Retirement Planning - funding your future
For most investors, the target of their investments is retirement. IRAs, 401k’s, and pensions, among other vehicles are specifically designed with retirement in mind. Retirement planning is at its core just financial planning for a specific stage of life. Retirement planning should begin when you are very young. But what if you did not begin in your twenties, thirties or forties? For an investor who is either about to retire or is already retired there are steps we can take to get your portfolio on the right path, so that your portfolio is heading towards your retirement goals.

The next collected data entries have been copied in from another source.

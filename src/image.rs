use image::DynamicImage;

#[derive(Debug, Clone)]
pub struct Image {
    /// Embedded color profile, if the input carried one that still applies to RGB pixels
    pub icc: Option<Vec<u8>>,
    pub pixels: DynamicImage,
}

impl Image {
    pub fn from_pixels(pixels: DynamicImage) -> Self {
        Self {
            icc: None,
            pixels,
        }
    }
}
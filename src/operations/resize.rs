use std::borrow::Cow;

use image::{DynamicImage, RgbImage};
use pic_scale_safe::{ImageSize, ResamplingFunction};
use tracing::debug;

use crate::{error::FitError, fj_err, image::Image};

/// Exact output dimensions. The aspect ratio of the input is not preserved.
#[derive(Clone, Copy, Debug, PartialEq, Eq)]
pub struct TargetSize {
    pub width: u32,
    pub height: u32,
}

/// Stretches or squashes the image to exactly `target` with a 3-lobe Lanczos filter.
///
/// The result is always 8-bit RGB.
pub fn resize_exact(image: &mut Image, target: TargetSize) -> Result<(), FitError> {
    if image.pixels.width() == target.width && image.pixels.height() == target.height {
        if !matches!(image.pixels, DynamicImage::ImageRgb8(_)) {
            image.pixels = DynamicImage::ImageRgb8(image.pixels.to_rgb8());
        }
        return Ok(());
    }

    let resized = {
        let src: Cow<'_, RgbImage> = match &image.pixels {
            DynamicImage::ImageRgb8(pixels) => Cow::Borrowed(pixels),
            other => Cow::Owned(other.to_rgb8()),
        };
        debug!(
            from_width = src.width(),
            from_height = src.height(),
            to_width = target.width,
            to_height = target.height,
            "resizing"
        );
        let src_size = ImageSize::new(src.width() as usize, src.height() as usize);
        let dst_size = ImageSize::new(target.width as usize, target.height as usize);
        pic_scale_safe::resize_rgb8(
            src.as_raw(),
            src_size,
            dst_size,
            ResamplingFunction::Lanczos3,
        )
        .map_err(|error| fj_err!("unable to resize image: {:?}", error))?
    };

    let resized = RgbImage::from_raw(target.width, target.height, resized)
        .ok_or_else(|| fj_err!("resampler returned a buffer of unexpected size"))?;
    image.pixels = DynamicImage::ImageRgb8(resized);
    Ok(())
}
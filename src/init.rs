//! Initialization that needs to be done on startup

use tracing_subscriber::EnvFilter;

/// Installs the diagnostics subscriber. Safe to call more than once.
///
/// Diagnostics go to stderr so that they never mix with the per-file status lines on stdout.
/// Verbosity follows `RUST_LOG` and defaults to warnings only.
pub fn init() {
    let filter = EnvFilter::try_from_default_env().unwrap_or_else(|_| EnvFilter::new("warn"));
    // fails only if a subscriber is already installed, which is fine
    let _ = tracing_subscriber::fmt()
        .with_env_filter(filter)
        .with_writer(std::io::stderr)
        .try_init();
}
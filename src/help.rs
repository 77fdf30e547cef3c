use std::ffi::OsStr;

use current_platform::CURRENT_PLATFORM;

use crate::plan::{DEFAULT_INPUT_FILES, JPEG_QUALITY, TARGET_SIZE};

/// Prints help and exits if the first argument asks for it.
///
/// Running without arguments is a normal run over the built-in file list, not a request for help.
pub fn maybe_print_help_and_exit(bin_name: &str) {
    if let Some(arg) = std::env::args_os().nth(1) {
        if is_help_flag(&arg) {
            print_help_and_exit(bin_name)
        }
    }
}

fn is_help_flag(arg: &OsStr) -> bool {
    arg == OsStr::new("--help") || arg == OsStr::new("-help") || arg == OsStr::new("-h")
}

fn print_help_and_exit(bin_name: &str) -> ! {
    print_help(bin_name);
    std::process::exit(0);
}

fn print_help(bin_name: &str) {
    println!("Version: {}", version_string());
    println!("License: {}", env!("CARGO_PKG_LICENSE"));
    println!("Usage: {bin_name} [file ...]");
    println!();
    println!(
        "Converts each file to a {}x{} JPEG (quality {}) named <name>_{}x{}.jpeg,",
        TARGET_SIZE.width, TARGET_SIZE.height, JPEG_QUALITY, TARGET_SIZE.width, TARGET_SIZE.height
    );
    println!("flattening any transparency onto a white background.");
    println!("Without arguments converts: {}", DEFAULT_INPUT_FILES.join(" "));
    println!("Set RUST_LOG=debug for diagnostics on stderr.");
}

fn version_string() -> String {
    let cpu = CURRENT_PLATFORM.split('-').next().unwrap_or("unknown");
    let version = env!("CARGO_PKG_VERSION");
    let repo = env!("CARGO_PKG_REPOSITORY");

    format!("fitjpeg {version} {cpu} {repo}")
}
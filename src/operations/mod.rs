mod flatten;
mod resize;

pub use resize::TargetSize;

use image::Rgb;

use crate::{error::FitError, image::Image};

#[derive(Debug, Copy, Clone, PartialEq)]
pub enum Operation {
    /// Composite transparency onto the given opaque color, normalizing to RGB
    Flatten(Rgb<u8>),
    Resize(TargetSize),
}

impl Operation {
    pub fn execute(&self, image: &mut Image) -> Result<(), FitError> {
        match self {
            Operation::Flatten(background) => {
                flatten::flatten(image, *background);
                Ok(())
            }
            Operation::Resize(target) => resize::resize_exact(image, *target),
        }
    }
}
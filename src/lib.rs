//! `fitjpeg` converts a list of images to 640x400 JPEG files.
//!
//! Each input is decoded, flattened onto white if it has transparency, stretched to 640x400
//! with a Lanczos filter and written as a quality 95 JPEG next to the input.
//! Per-file failures are reported and never stop the batch.

#![forbid(unsafe_code)]

#[cfg(feature = "hardened_malloc")]
#[global_allocator]
static GLOBAL: mimalloc::MiMalloc = mimalloc::MiMalloc;

pub mod args;
pub mod decode;
pub mod encode;
mod encoders;
pub mod error;
pub mod help;
pub mod image;
mod init;
pub mod operations;
pub mod plan;
mod utils;
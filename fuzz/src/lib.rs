use std::path::{Path, PathBuf};

use image::GenericImageView as _;
use tempfile::TempDir;

/// Runs the batch over a single input file inside `directory`.
///
/// Returns the output path if one was produced, after checking that it is a 640x400 RGB image.
pub fn convert_and_check(directory: &TempDir, input: &Path) -> Option<PathBuf> {
    let input = input.to_str().expect("temporary paths are UTF-8").to_owned();
    let plan = fitjpeg::plan::ExecutionPlan::new([input]);
    let output = PathBuf::from(&plan.input_files()[0].output);

    let mut sink = Vec::new();
    plan.execute_with(&mut sink);

    if !output.exists() {
        return None;
    }
    assert!(output.starts_with(directory.path()));

    let converted = image::open(&output).expect("could not open the fitjpeg output file");
    assert_eq!(converted.dimensions(), (640, 400));
    assert_eq!(converted.color(), image::ColorType::Rgb8);
    Some(output)
}
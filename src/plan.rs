use std::{io::Write, path::Path};

use image::Rgb;
use tracing::{debug, warn};

use crate::decode::decode;
use crate::operations::{Operation, TargetSize};
use crate::utils::filename::output_name;
use crate::{encode, error::FitError};

/// Every output is stretched to exactly this size
pub const TARGET_SIZE: TargetSize = TargetSize {
    width: 640,
    height: 400,
};
pub const JPEG_QUALITY: u8 = 95;
/// Transparent areas are composited onto this color
pub const BACKGROUND: Rgb<u8> = Rgb([255, 255, 255]);
/// Processed when no files are given on the command line
pub const DEFAULT_INPUT_FILES: [&str; 2] = ["g1.jpeg", "g2.jpeg"];

/// Plan of operations for the whole run over multiple files
#[derive(Debug)]
pub struct ExecutionPlan {
    /// Operations applied to every input file, in order
    ops: Vec<Operation>,
    input_files: Vec<FilePlan>,
    modifiers: Modifiers,
}

/// Input and derived output of a single file
#[derive(Debug, Clone, PartialEq, Eq)]
pub struct FilePlan {
    pub input: String,
    pub output: String,
}

#[derive(Debug, Clone, Copy)]
pub struct Modifiers {
    pub quality: u8,
}

impl Default for Modifiers {
    fn default() -> Self {
        Self {
            quality: JPEG_QUALITY,
        }
    }
}

/// What happened to a single file. Never aggregated: each file stands on its own.
#[derive(Debug)]
pub enum FileOutcome {
    NotFound,
    Converted,
    Failed(FitError),
}

impl Default for ExecutionPlan {
    fn default() -> Self {
        Self::new(DEFAULT_INPUT_FILES)
    }
}

impl ExecutionPlan {
    pub fn new<I, S>(files: I) -> Self
    where
        I: IntoIterator<Item = S>,
        S: Into<String>,
    {
        let mut plan = Self {
            ops: vec![
                Operation::Flatten(BACKGROUND),
                Operation::Resize(TARGET_SIZE),
            ],
            input_files: Vec::new(),
            modifiers: Modifiers::default(),
        };
        for file in files {
            plan.add_input_file(file.into());
        }
        plan
    }

    pub fn add_input_file(&mut self, input: String) {
        let output = output_name(&input, TARGET_SIZE);
        self.input_files.push(FilePlan { input, output });
    }

    pub fn input_files(&self) -> &[FilePlan] {
        &self.input_files
    }

    /// Processes every file in order, reporting progress on stdout.
    ///
    /// Nothing stops the batch: per-file failures are reported and skipped,
    /// and status lines that cannot be written are only logged.
    pub fn execute(&self) {
        crate::init::init();
        // acquire a buffered writer to which we can make lots of small writes cheaply
        let mut stdout = std::io::stdout().lock();
        self.execute_with(&mut stdout)
    }

    pub fn execute_with(&self, out: &mut impl Write) {
        for file_plan in &self.input_files {
            match self.process_file(file_plan, out) {
                FileOutcome::Failed(error) => {
                    warn!(input = %file_plan.input, %error, "conversion failed");
                }
                outcome => debug!(input = %file_plan.input, ?outcome, "finished file"),
            }
        }
    }

    fn process_file(&self, file_plan: &FilePlan, out: &mut impl Write) -> FileOutcome {
        if !Path::new(&file_plan.input).exists() {
            report(out, format_args!("❌ File not found: {}", file_plan.input));
            return FileOutcome::NotFound;
        }

        report(
            out,
            format_args!("🔄 Converting: {} -> {}", file_plan.input, file_plan.output),
        );

        match self.convert(file_plan) {
            Ok(()) => {
                report(out, format_args!("✅ Saved to: {}", file_plan.output));
                FileOutcome::Converted
            }
            Err(error) => {
                report(
                    out,
                    format_args!("⚠️ Failed to process {}: {}", file_plan.input, error),
                );
                FileOutcome::Failed(error)
            }
        }
    }

    fn convert(&self, file_plan: &FilePlan) -> Result<(), FitError> {
        let mut image = decode(Path::new(&file_plan.input))?;

        for operation in &self.ops {
            operation.execute(&mut image)?;
        }

        encode::encode(
            &image,
            Path::new(&file_plan.output),
            self.modifiers.quality,
        )
    }
}

/// Writes one status line and flushes it, so that progress shows up before a slow decode.
///
/// A closed or broken stdout must not cost us the remaining conversions, so failures are only logged.
fn report(out: &mut impl Write, line: std::fmt::Arguments<'_>) {
    if let Err(error) = writeln!(out, "{}", line).and_then(|()| out.flush()) {
        warn!(%error, status = %line, "unable to write status line");
    }
}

At your initial interview we would first analyze your monthly expenses. Only after establishing a picture of your ideal expenditures (your preferred standard of living, any vacation or traveling goals, etc.) would we consider your income. This approach allows us to arrange your finances to your lifestyle, instead of the other way around. If there is a deficit between your non-financial asset income (Social Security, Pensions, part-time job, etc) and expenses, this deficit needs to be filled by income from the financial assets. These would include IRAs, IRA Rollovers, bank accounts, brokerage assets, and annuities among others.
We then determine what a reasonable rate of income would be for your assets. Our final step is to discuss your investment options based on whether or not this income rate fills the deficit.
Important to keep in mind: The enemy of the retired investor is inflation. As inflation creeps higher and higher, your income’s buying power declines. It is crucial that you structure your income to grow, even if your income is higher than your expenses. Eventually your expenses may catch up to your income due to rising inflation.
Many advisors see fixed Income investments as the “right” investment for many retirees and for some they are. But having your income fixed can lead to a decline in buying power caused by inflation, which can erode the value of your investment portfolio.
The solution is to build a portfolio of investments that have the ability to increase their income. There are a variety of investments with which to build such a portfolio, each with its own associated risks.
The balance between safety and income is important. We have seen too many retirees sacrifice future income growth for current principal safety. This can cause them to have to eat into their principal and deplete their investments. Principal safety is important, but it usually has to be balanced with income growth.